• [Assigned task]: All of the data, from the first line to the last, should be reproduced without alteration.

□ □ □ □ □ □ □

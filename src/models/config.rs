use serde::Deserialize;
use shade_engine::{
    MatchOptions, ShadeMatcher, Srgb, Weights, DEFAULT_MAX_ITERATIONS, DEFAULT_MIN_REGION_SIZE,
    DEFAULT_PRUNE_THRESHOLD, DEFAULT_TOLERANCE,
};
use std::path::Path;

use crate::services::DEFAULT_MAX_IMAGES;

/// Application configuration loaded from the YAML file named by `CONFIG_FILE`
#[derive(Debug, Deserialize, Clone, PartialEq, Default)]
#[serde(default)]
pub struct AppConfig {
    pub matching: MatchingConfig,
    pub region: RegionConfig,
    pub limits: LimitsConfig,
    pub annotate: AnnotateConfig,
}

/// Sampling and comparison settings
#[derive(Debug, Deserialize, Clone, PartialEq)]
#[serde(default)]
pub struct MatchingConfig {
    /// ΔE2000 distance from the sample median at which pixels are pruned
    pub prune_threshold: f64,
    pub weights: WeightsConfig,
}

impl Default for MatchingConfig {
    fn default() -> Self {
        Self {
            prune_threshold: DEFAULT_PRUNE_THRESHOLD,
            weights: WeightsConfig::default(),
        }
    }
}

/// CIEDE2000 parametric weights (kL, kC, kH)
#[derive(Debug, Deserialize, Clone, Copy, PartialEq)]
#[serde(default)]
pub struct WeightsConfig {
    pub lightness: f64,
    pub chroma: f64,
    pub hue: f64,
}

impl Default for WeightsConfig {
    fn default() -> Self {
        Self {
            lightness: 1.0,
            chroma: 1.0,
            hue: 1.0,
        }
    }
}

impl From<WeightsConfig> for Weights {
    fn from(w: WeightsConfig) -> Self {
        Weights {
            lightness: w.lightness,
            chroma: w.chroma,
            hue: w.hue,
        }
    }
}

/// One-click region growing settings
#[derive(Debug, Deserialize, Clone, PartialEq)]
#[serde(default)]
pub struct RegionConfig {
    pub tolerance: f64,
    pub min_region_size: usize,
    pub max_iterations: usize,
}

impl Default for RegionConfig {
    fn default() -> Self {
        Self {
            tolerance: DEFAULT_TOLERANCE,
            min_region_size: DEFAULT_MIN_REGION_SIZE,
            max_iterations: DEFAULT_MAX_ITERATIONS,
        }
    }
}

/// Upload limits
#[derive(Debug, Deserialize, Clone, PartialEq)]
#[serde(default)]
pub struct LimitsConfig {
    /// Largest accepted upload body
    pub max_image_bytes: usize,
    /// Largest accepted decoded image (width * height)
    pub max_pixels: u64,
    /// Decoded images kept in memory; the oldest upload is evicted first
    pub max_images: usize,
}

impl Default for LimitsConfig {
    fn default() -> Self {
        Self {
            max_image_bytes: 32 * 1024 * 1024,
            max_pixels: 40_000_000,
            max_images: DEFAULT_MAX_IMAGES,
        }
    }
}

/// Annotation colors as hex strings
#[derive(Debug, Deserialize, Clone, PartialEq)]
#[serde(default)]
pub struct AnnotateConfig {
    pub teeth_color: String,
    pub shade_color: String,
    pub winner_color: String,
    pub stroke_width: f32,
}

impl Default for AnnotateConfig {
    fn default() -> Self {
        Self {
            teeth_color: "#0000ff".to_string(),
            shade_color: "#ff0000".to_string(),
            winner_color: "#008000".to_string(),
            stroke_width: 2.0,
        }
    }
}

/// Parsed annotation style
#[derive(Debug, Clone, Copy, PartialEq)]
pub struct AnnotateStyle {
    pub teeth: Srgb,
    pub shade: Srgb,
    pub winner: Srgb,
    pub stroke_width: f32,
}

impl Default for AnnotateStyle {
    fn default() -> Self {
        Self {
            teeth: Srgb::new(0, 0, 255),
            shade: Srgb::new(255, 0, 0),
            winner: Srgb::new(0, 128, 0),
            stroke_width: 2.0,
        }
    }
}

impl AnnotateConfig {
    /// Parse the configured colors. Falls back to the default style when any
    /// color is malformed or the stroke width is not positive.
    pub fn style(&self) -> AnnotateStyle {
        let parse = || -> Result<AnnotateStyle, shade_engine::EngineError> {
            Ok(AnnotateStyle {
                teeth: self.teeth_color.parse()?,
                shade: self.shade_color.parse()?,
                winner: self.winner_color.parse()?,
                stroke_width: self.stroke_width,
            })
        };
        match parse() {
            Ok(style) if style.stroke_width.is_finite() && style.stroke_width > 0.0 => style,
            Ok(style) => {
                tracing::warn!(
                    stroke_width = style.stroke_width,
                    "Invalid annotate stroke width, using defaults"
                );
                AnnotateStyle::default()
            }
            Err(e) => {
                tracing::warn!(%e, "Invalid annotate color, using defaults");
                AnnotateStyle::default()
            }
        }
    }
}

impl AppConfig {
    /// Load configuration from an optional YAML file.
    ///
    /// Missing, unreadable, or unparsable files fall back to defaults.
    pub fn load(path: Option<&Path>) -> Self {
        let Some(path) = path else {
            tracing::info!("No config file set, using defaults");
            return Self::default();
        };

        match std::fs::read_to_string(path) {
            Ok(content) => match Self::from_yaml(&content) {
                Ok(config) => {
                    tracing::info!(
                        path = %path.display(),
                        prune_threshold = config.matching.prune_threshold,
                        tolerance = config.region.tolerance,
                        "Loaded configuration"
                    );
                    config
                }
                Err(e) => {
                    tracing::warn!(%e, path = %path.display(), "Failed to parse config, using defaults");
                    Self::default()
                }
            },
            Err(e) => {
                tracing::warn!(%e, path = %path.display(), "Failed to read config, using defaults");
                Self::default()
            }
        }
    }

    /// Load configuration from the file named by `CONFIG_FILE`
    pub fn from_env() -> Self {
        let path = std::env::var("CONFIG_FILE").ok();
        Self::load(path.as_deref().map(Path::new))
    }

    /// Parse configuration from a YAML string
    pub fn from_yaml(content: &str) -> Result<Self, serde_yaml::Error> {
        // an empty document deserializes to unit, not to an empty mapping
        if content.trim().is_empty() {
            return Ok(Self::default());
        }
        serde_yaml::from_str(content)
    }

    /// Engine options assembled from the matching and region sections
    pub fn match_options(&self) -> MatchOptions {
        MatchOptions {
            prune_threshold: self.matching.prune_threshold,
            tolerance: self.region.tolerance,
            min_region_size: self.region.min_region_size,
            max_iterations: self.region.max_iterations,
            weights: self.matching.weights.into(),
        }
    }

    /// Build a matcher from the configured options.
    ///
    /// Out-of-range options fall back to the engine defaults.
    pub fn matcher(&self) -> ShadeMatcher {
        match ShadeMatcher::from_options(self.match_options()) {
            Ok(matcher) => matcher,
            Err(e) => {
                tracing::warn!(%e, "Invalid engine options, using defaults");
                ShadeMatcher::new()
            }
        }
    }
}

□ □ □ □ □ □ □

• [Answer section]:
filename src/models/config.rs
use serde::Deserialize;
use shade_engine::{
    MatchOptions, ShadeMatcher, Srgb, Weights, DEFAULT_MAX_ITERATIONS, DEFAULT_MIN_REGION_SIZE,
    DEFAULT_PRUNE_THRESHOLD, DEFAULT_TOLERANCE,
};
use std::path::Path;

use crate::services::DEFAULT_MAX_IMAGES;

/// Application configuration loaded from the YAML file named by `CONFIG_FILE`
#[derive(Debug, Deserialize, Clone, PartialEq, Default)]
#[serde(default)]
pub struct AppConfig {
    pub matching: MatchingConfig,
    pub region: RegionConfig,
    pub limits: LimitsConfig,
    pub annotate: AnnotateConfig,
}

/// Sampling and comparison settings
#[derive(Debug, Deserialize, Clone, PartialEq)]
#[serde(default)]
pub struct MatchingConfig {
    /// ΔE2000 distance from the sample median at which pixels are pruned
    pub prune_threshold: f64,
    pub weights: WeightsConfig,
}

impl Default for MatchingConfig {
    fn default() -> Self {
        Self {
            prune_threshold: DEFAULT_PRUNE_THRESHOLD,
            weights: WeightsConfig::default(),
        }
    }
}

/// CIEDE2000 parametric weights (kL, kC, kH)
#[derive(Debug, Deserialize, Clone, Copy, PartialEq)]
#[serde(default)]
pub struct WeightsConfig {
    pub lightness: f64,
    pub chroma: f64,
    pub hue: f64,
}

impl Default for WeightsConfig {
    fn default() -> Self {
        Self {
            lightness: 1.0,
            chroma: 1.0,
            hue: 1.0,
        }
    }
}

impl From<WeightsConfig> for Weights {
    fn from(w: WeightsConfig) -> Self {
        Weights {
            lightness: w.lightness,
            chroma: w.chroma,
            hue: w.hue,
        }
    }
}

/// One-click region growing settings
#[derive(Debug, Deserialize, Clone, PartialEq)]
#[serde(default)]
pub struct RegionConfig {
    pub tolerance: f64,
    pub min_region_size: usize,
    pub max_iterations: usize,
}

impl Default for RegionConfig {
    fn default() -> Self {
        Self {
            tolerance: DEFAULT_TOLERANCE,
            min_region_size: DEFAULT_MIN_REGION_SIZE,
            max_iterations: DEFAULT_MAX_ITERATIONS,
        }
    }
}

/// Upload limits
#[derive(Debug, Deserialize, Clone, PartialEq)]
#[serde(default)]
pub struct LimitsConfig {
    /// Largest accepted upload body
    pub max_image_bytes: usize,
    /// Largest accepted decoded image (width * height)
    pub max_pixels: u64,
    /// Decoded images kept in memory; the oldest upload is evicted first
    pub max_images: usize,
}

impl Default for LimitsConfig {
    fn default() -> Self {
        Self {
            max_image_bytes: 32 * 1024 * 1024,
            max_pixels: 40_000_000,
            max_images: DEFAULT_MAX_IMAGES,
        }
    }
}

/// Annotation colors as hex strings
#[derive(Debug, Deserialize, Clone, PartialEq)]
#[serde(default)]
pub struct AnnotateConfig {
    pub teeth_color: String,
    pub shade_color: String,
    pub winner_color: String,
    pub stroke_width: f32,
}

impl Default for AnnotateConfig {
    fn default() -> Self {
        Self {
            teeth_color: "#0000ff".to_string(),
            shade_color: "#ff0000".to_string(),
            winner_color: "#008000".to_string(),
            stroke_width: 2.0,
        }
    }
}

/// Parsed annotation style
#[derive(Debug, Clone, Copy, PartialEq)]
pub struct AnnotateStyle {
    pub teeth: Srgb,
    pub shade: Srgb,
    pub winner: Srgb,
    pub stroke_width: f32,
}

impl Default for AnnotateStyle {
    fn default() -> Self {
        Self {
            teeth: Srgb::new(0, 0, 255),
            shade: Srgb::new(255, 0, 0),
            winner: Srgb::new(0, 128, 0),
            stroke_width: 2.0,
        }
    }
}

impl AnnotateConfig {
    /// Parse the configured colors. Falls back to the default style when any
    /// color is malformed or the stroke width is not positive.
    pub fn style(&self) -> AnnotateStyle {
        let parse = || -> Result<AnnotateStyle, shade_engine::EngineError> {
            Ok(AnnotateStyle {
                teeth: self.teeth_color.parse()?,
                shade: self.shade_color.parse()?,
                winner: self.winner_color.parse()?,
                stroke_width: self.stroke_width,
            })
        };
        match parse() {
            Ok(style) if style.stroke_width.is_finite() && style.stroke_width > 0.0 => style,
            Ok(style) => {
                tracing::warn!(
                    stroke_width = style.stroke_width,
                    "Invalid annotate stroke width, using defaults"
                );
                AnnotateStyle::default()
            }
            Err(e) => {
                tracing::warn!(%e, "Invalid annotate color, using defaults");
                AnnotateStyle::default()
            }
        }
    }
}

impl AppConfig {
    /// Load configuration from an optional YAML file.
    ///
    /// Missing, unreadable, or unparsable files fall back to defaults.
    pub fn load(path: Option<&Path>) -> Self {
        let Some(path) = path else {
            tracing::info!("No config file set, using defaults");
            return Self::default();
        };

        match std::fs::read_to_string(path) {
            Ok(content) => match Self::from_yaml(&content) {
                Ok(config) => {
                    tracing::info!(
                        path = %path.display(),
                        prune_threshold = config.matching.prune_threshold,
                        tolerance = config.region.tolerance,
                        "Loaded configuration"
                    );
                    config
                }
                Err(e) => {
                    tracing::warn!(%e, path = %path.display(), "Failed to parse config, using defaults");
                    Self::default()
                }
            },
            Err(e) => {
                tracing::warn!(%e, path = %path.display(), "Failed to read config, using defaults");
                Self::default()
            }
        }
    }

    /// Load configuration from the file named by `CONFIG_FILE`
    pub fn from_env() -> Self {
        let path = std::env::var("CONFIG_FILE").ok();
        Self::load(path.as_deref().map(Path::new))
    }

    /// Parse configuration from a YAML string
    pub fn from_yaml(content: &str) -> Result<Self, serde_yaml::Error> {
        // an empty document deserializes to unit, not to an empty mapping
        if content.trim().is_empty() {
            return Ok(Self::default());
        }
        serde_yaml::from_str(content)
    }

    /// Engine options assembled from the matching and region sections
    pub fn match_options(&self) -> MatchOptions {
        MatchOptions {
            prune_threshold: self.matching.prune_threshold,
            tolerance: self.region.tolerance,
            min_region_size: self.region.min_region_size,
            max_iterations: self.region.max_iterations,
            weights: self.matching.weights.into(),
        }
    }

    /// Build a matcher from the configured options.
    ///
    /// Out-of-range options fall back to the engine defaults.
    pub fn matcher(&self) -> ShadeMatcher {
        match ShadeMatcher::from_options(self.match_options()) {
            Ok(matcher) => matcher,
            Err(e) => {
                tracing::warn!(%e, "Invalid engine options, using defaults");
                ShadeMatcher::new()
            }
        }
    }
}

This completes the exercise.